» **Task goal**
Each of the records must appear again, exactly as it was written.

» **Records supplied**
╔══

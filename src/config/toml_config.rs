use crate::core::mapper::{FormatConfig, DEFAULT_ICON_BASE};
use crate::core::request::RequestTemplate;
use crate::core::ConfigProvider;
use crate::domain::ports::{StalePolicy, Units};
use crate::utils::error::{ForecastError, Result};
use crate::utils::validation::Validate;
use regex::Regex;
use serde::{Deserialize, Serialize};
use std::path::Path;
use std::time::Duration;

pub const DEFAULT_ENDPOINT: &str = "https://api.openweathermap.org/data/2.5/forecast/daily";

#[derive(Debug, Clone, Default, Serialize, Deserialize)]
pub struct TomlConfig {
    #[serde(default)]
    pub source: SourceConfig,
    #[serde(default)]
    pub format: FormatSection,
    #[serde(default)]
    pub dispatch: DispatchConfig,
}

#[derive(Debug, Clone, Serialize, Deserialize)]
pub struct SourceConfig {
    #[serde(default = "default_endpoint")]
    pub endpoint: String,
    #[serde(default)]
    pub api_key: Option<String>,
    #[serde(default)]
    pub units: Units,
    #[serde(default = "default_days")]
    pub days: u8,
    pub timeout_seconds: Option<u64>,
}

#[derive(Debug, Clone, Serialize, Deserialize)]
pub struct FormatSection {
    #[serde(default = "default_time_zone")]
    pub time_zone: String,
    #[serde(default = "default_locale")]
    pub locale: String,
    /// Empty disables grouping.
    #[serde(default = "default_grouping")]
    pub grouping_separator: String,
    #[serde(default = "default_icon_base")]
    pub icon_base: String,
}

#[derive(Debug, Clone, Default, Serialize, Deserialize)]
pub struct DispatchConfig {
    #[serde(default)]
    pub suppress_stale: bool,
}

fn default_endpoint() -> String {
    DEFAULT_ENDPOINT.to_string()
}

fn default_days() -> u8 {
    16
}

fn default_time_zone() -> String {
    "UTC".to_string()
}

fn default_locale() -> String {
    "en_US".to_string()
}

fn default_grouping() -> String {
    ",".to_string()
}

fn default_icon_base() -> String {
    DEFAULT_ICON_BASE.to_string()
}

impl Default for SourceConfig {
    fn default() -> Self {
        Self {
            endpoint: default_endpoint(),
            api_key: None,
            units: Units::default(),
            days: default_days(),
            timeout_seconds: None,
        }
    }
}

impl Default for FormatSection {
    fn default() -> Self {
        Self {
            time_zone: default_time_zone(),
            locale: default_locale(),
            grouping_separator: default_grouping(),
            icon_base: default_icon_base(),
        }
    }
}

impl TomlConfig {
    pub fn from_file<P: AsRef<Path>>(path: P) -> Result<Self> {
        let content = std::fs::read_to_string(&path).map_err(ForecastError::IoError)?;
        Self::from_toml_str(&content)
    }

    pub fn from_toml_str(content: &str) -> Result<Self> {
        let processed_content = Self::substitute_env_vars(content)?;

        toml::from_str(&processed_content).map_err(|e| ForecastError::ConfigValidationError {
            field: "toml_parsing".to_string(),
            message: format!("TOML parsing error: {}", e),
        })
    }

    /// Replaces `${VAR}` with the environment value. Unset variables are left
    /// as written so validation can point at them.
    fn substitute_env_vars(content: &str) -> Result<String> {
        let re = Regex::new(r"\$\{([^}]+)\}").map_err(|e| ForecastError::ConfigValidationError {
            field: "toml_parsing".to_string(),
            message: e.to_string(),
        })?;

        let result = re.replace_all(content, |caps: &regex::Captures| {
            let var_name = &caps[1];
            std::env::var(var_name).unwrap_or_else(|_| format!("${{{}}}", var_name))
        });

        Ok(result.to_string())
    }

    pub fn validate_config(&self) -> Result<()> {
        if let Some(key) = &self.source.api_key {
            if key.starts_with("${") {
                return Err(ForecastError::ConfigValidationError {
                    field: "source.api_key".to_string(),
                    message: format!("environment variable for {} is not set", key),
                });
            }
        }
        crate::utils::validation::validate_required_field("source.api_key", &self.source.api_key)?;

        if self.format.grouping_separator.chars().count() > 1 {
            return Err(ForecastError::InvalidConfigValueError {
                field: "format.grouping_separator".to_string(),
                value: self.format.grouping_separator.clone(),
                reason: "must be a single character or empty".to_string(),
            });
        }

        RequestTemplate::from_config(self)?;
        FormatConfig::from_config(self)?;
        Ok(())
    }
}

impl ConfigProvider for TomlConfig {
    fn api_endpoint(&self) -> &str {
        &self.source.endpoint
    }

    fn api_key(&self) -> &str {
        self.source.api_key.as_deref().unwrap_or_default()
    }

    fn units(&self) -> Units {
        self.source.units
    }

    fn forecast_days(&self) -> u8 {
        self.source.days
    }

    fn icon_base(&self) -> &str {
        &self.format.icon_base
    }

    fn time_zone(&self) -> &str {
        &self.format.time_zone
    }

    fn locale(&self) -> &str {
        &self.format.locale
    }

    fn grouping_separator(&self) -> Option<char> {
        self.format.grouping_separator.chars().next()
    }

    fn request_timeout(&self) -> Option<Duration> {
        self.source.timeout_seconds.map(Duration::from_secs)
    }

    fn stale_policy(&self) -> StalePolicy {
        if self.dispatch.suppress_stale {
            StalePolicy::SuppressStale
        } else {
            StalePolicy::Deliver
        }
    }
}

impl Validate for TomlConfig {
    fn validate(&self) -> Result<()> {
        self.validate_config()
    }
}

╚══

» **Response area**
filename src/config/toml_config.rs
use crate::core::mapper::{FormatConfig, DEFAULT_ICON_BASE};
use crate::core::request::RequestTemplate;
use crate::core::ConfigProvider;
use crate::domain::ports::{StalePolicy, Units};
use crate::utils::error::{ForecastError, Result};
use crate::utils::validation::Validate;
use regex::Regex;
use serde::{Deserialize, Serialize};
use std::path::Path;
use std::time::Duration;

pub const DEFAULT_ENDPOINT: &str = "https://api.openweathermap.org/data/2.5/forecast/daily";

#[derive(Debug, Clone, Default, Serialize, Deserialize)]
pub struct TomlConfig {
    #[serde(default)]
    pub source: SourceConfig,
    #[serde(default)]
    pub format: FormatSection,
    #[serde(default)]
    pub dispatch: DispatchConfig,
}

#[derive(Debug, Clone, Serialize, Deserialize)]
pub struct SourceConfig {
    #[serde(default = "default_endpoint")]
    pub endpoint: String,
    #[serde(default)]
    pub api_key: Option<String>,
    #[serde(default)]
    pub units: Units,
    #[serde(default = "default_days")]
    pub days: u8,
    pub timeout_seconds: Option<u64>,
}

#[derive(Debug, Clone, Serialize, Deserialize)]
pub struct FormatSection {
    #[serde(default = "default_time_zone")]
    pub time_zone: String,
    #[serde(default = "default_locale")]
    pub locale: String,
    /// Empty disables grouping.
    #[serde(default = "default_grouping")]
    pub grouping_separator: String,
    #[serde(default = "default_icon_base")]
    pub icon_base: String,
}

#[derive(Debug, Clone, Default, Serialize, Deserialize)]
pub struct DispatchConfig {
    #[serde(default)]
    pub suppress_stale: bool,
}

fn default_endpoint() -> String {
    DEFAULT_ENDPOINT.to_string()
}

fn default_days() -> u8 {
    16
}

fn default_time_zone() -> String {
    "UTC".to_string()
}

fn default_locale() -> String {
    "en_US".to_string()
}

fn default_grouping() -> String {
    ",".to_string()
}

fn default_icon_base() -> String {
    DEFAULT_ICON_BASE.to_string()
}

impl Default for SourceConfig {
    fn default() -> Self {
        Self {
            endpoint: default_endpoint(),
            api_key: None,
            units: Units::default(),
            days: default_days(),
            timeout_seconds: None,
        }
    }
}

impl Default for FormatSection {
    fn default() -> Self {
        Self {
            time_zone: default_time_zone(),
            locale: default_locale(),
            grouping_separator: default_grouping(),
            icon_base: default_icon_base(),
        }
    }
}

impl TomlConfig {
    pub fn from_file<P: AsRef<Path>>(path: P) -> Result<Self> {
        let content = std::fs::read_to_string(&path).map_err(ForecastError::IoError)?;
        Self::from_toml_str(&content)
    }

    pub fn from_toml_str(content: &str) -> Result<Self> {
        let processed_content = Self::substitute_env_vars(content)?;

        toml::from_str(&processed_content).map_err(|e| ForecastError::ConfigValidationError {
            field: "toml_parsing".to_string(),
            message: format!("TOML parsing error: {}", e),
        })
    }

    /// Replaces `${VAR}` with the environment value. Unset variables are left
    /// as written so validation can point at them.
    fn substitute_env_vars(content: &str) -> Result<String> {
        let re = Regex::new(r"\$\{([^}]+)\}").map_err(|e| ForecastError::ConfigValidationError {
            field: "toml_parsing".to_string(),
            message: e.to_string(),
        })?;

        let result = re.replace_all(content, |caps: &regex::Captures| {
            let var_name = &caps[1];
            std::env::var(var_name).unwrap_or_else(|_| format!("${{{}}}", var_name))
        });

        Ok(result.to_string())
    }

    pub fn validate_config(&self) -> Result<()> {
        if let Some(key) = &self.source.api_key {
            if key.starts_with("${") {
                return Err(ForecastError::ConfigValidationError {
                    field: "source.api_key".to_string(),
                    message: format!("environment variable for {} is not set", key),
                });
            }
        }
        crate::utils::validation::validate_required_field("source.api_key", &self.source.api_key)?;

        if self.format.grouping_separator.chars().count() > 1 {
            return Err(ForecastError::InvalidConfigValueError {
                field: "format.grouping_separator".to_string(),
                value: self.format.grouping_separator.clone(),
                reason: "must be a single character or empty".to_string(),
            });
        }

        RequestTemplate::from_config(self)?;
        FormatConfig::from_config(self)?;
        Ok(())
    }
}

impl ConfigProvider for TomlConfig {
    fn api_endpoint(&self) -> &str {
        &self.source.endpoint
    }

    fn api_key(&self) -> &str {
        self.source.api_key.as_deref().unwrap_or_default()
    }

    fn units(&self) -> Units {
        self.source.units
    }

    fn forecast_days(&self) -> u8 {
        self.source.days
    }

    fn icon_base(&self) -> &str {
        &self.format.icon_base
    }

    fn time_zone(&self) -> &str {
        &self.format.time_zone
    }

    fn locale(&self) -> &str {
        &self.format.locale
    }

    fn grouping_separator(&self) -> Option<char> {
        self.format.grouping_separator.chars().next()
    }

    fn request_timeout(&self) -> Option<Duration> {
        self.source.timeout_seconds.map(Duration::from_secs)
    }

    fn stale_policy(&self) -> StalePolicy {
        if self.dispatch.suppress_stale {
            StalePolicy::SuppressStale
        } else {
            StalePolicy::Deliver
        }
    }
}

impl Validate for TomlConfig {
    fn validate(&self) -> Result<()> {
        self.validate_config()
    }
}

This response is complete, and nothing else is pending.